use crate::cli::ServeArgs;
use crate::infra::{AppState, InMemoryStore};
use crate::routes::with_service_routes;
use axum::Extension;
use axum_prometheus::PrometheusMetricLayer;
use scheme_eligibility::config::AppConfig;
use scheme_eligibility::eligibility::{ApplicationService, EligibilityService};
use scheme_eligibility::error::AppError;
use scheme_eligibility::seed::SeedData;
use scheme_eligibility::telemetry;
use std::sync::atomic::Ordering;
use std::sync::Arc;
use tracing::info;

pub(crate) async fn run(mut args: ServeArgs) -> Result<(), AppError> {
    let mut config = AppConfig::load()?;

    if let Some(host) = args.host.take() {
        config.server.host = host;
    }
    if let Some(port) = args.port.take() {
        config.server.port = port;
    }
    if let Some(seed) = args.seed.take() {
        config.store.seed_path = Some(seed);
    }

    telemetry::init(&config.telemetry)?;

    let seed = match &config.store.seed_path {
        Some(path) => {
            info!(path = %path.display(), "loading seed data");
            SeedData::from_path(path)?
        }
        None => SeedData::default(),
    };

    let (prometheus_layer, prometheus_handle) = PrometheusMetricLayer::pair();
    let readiness_flag = Arc::new(std::sync::atomic::AtomicBool::new(false));
    let app_state = AppState {
        readiness: readiness_flag.clone(),
        metrics: Arc::new(prometheus_handle),
    };

    let store = Arc::new(InMemoryStore::from_seed(seed));
    let (applicants, schemes) = store.counts();
    let eligibility = Arc::new(EligibilityService::new(store.clone(), store.clone()));
    let applications = Arc::new(ApplicationService::new(eligibility.clone(), store));

    let app = with_service_routes(eligibility, applications)
        .layer(Extension(app_state))
        .layer(prometheus_layer);

    let addr = config.server.socket_addr()?;
    let listener = tokio::net::TcpListener::bind(addr).await?;
    readiness_flag.store(true, Ordering::Release);

    info!(?config.environment, %addr, applicants, schemes, "scheme eligibility service ready");

    axum::serve(listener, app).await?;
    Ok(())
}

-=-=-=-=-

Brief -> Reproduce every line of the data verbatim.

Solution ->
use crate::cli::ServeArgs;
use crate::infra::{AppState, InMemoryStore};
use crate::routes::with_service_routes;
use axum::Extension;
use axum_prometheus::PrometheusMetricLayer;
use scheme_eligibility::config::AppConfig;
use scheme_eligibility::eligibility::{ApplicationService, EligibilityService};
use scheme_eligibility::error::AppError;
use scheme_eligibility::seed::SeedData;
use scheme_eligibility::telemetry;
use std::sync::atomic::Ordering;
use std::sync::Arc;
use tracing::info;

pub(crate) async fn run(mut args: ServeArgs) -> Result<(), AppError> {
    let mut config = AppConfig::load()?;

    if let Some(host) = args.host.take() {
        config.server.host = host;
    }
    if let Some(port) = args.port.take() {
        config.server.port = port;
    }
    if let Some(seed) = args.seed.take() {
        config.store.seed_path = Some(seed);
    }

    telemetry::init(&config.telemetry)?;

    let seed = match &config.store.seed_path {
        Some(path) => {
            info!(path = %path.display(), "loading seed data");
            SeedData::from_path(path)?
        }
        None => SeedData::default(),
    };

    let (prometheus_layer, prometheus_handle) = PrometheusMetricLayer::pair();
    let readiness_flag = Arc::new(std::sync::atomic::AtomicBool::new(false));
    let app_state = AppState {
        readiness: readiness_flag.clone(),
        metrics: Arc::new(prometheus_handle),
    };

    let store = Arc::new(InMemoryStore::from_seed(seed));
    let (applicants, schemes) = store.counts();
    let eligibility = Arc::new(EligibilityService::new(store.clone(), store.clone()));
    let applications = Arc::new(ApplicationService::new(eligibility.clone(), store));

    let app = with_service_routes(eligibility, applications)
        .layer(Extension(app_state))
        .layer(prometheus_layer);

    let addr = config.server.socket_addr()?;
    let listener = tokio::net::TcpListener::bind(addr).await?;
    readiness_flag.store(true, Ordering::Release);

    info!(?config.environment, %addr, applicants, schemes, "scheme eligibility service ready");

    axum::serve(listener, app).await?;
    Ok(())
}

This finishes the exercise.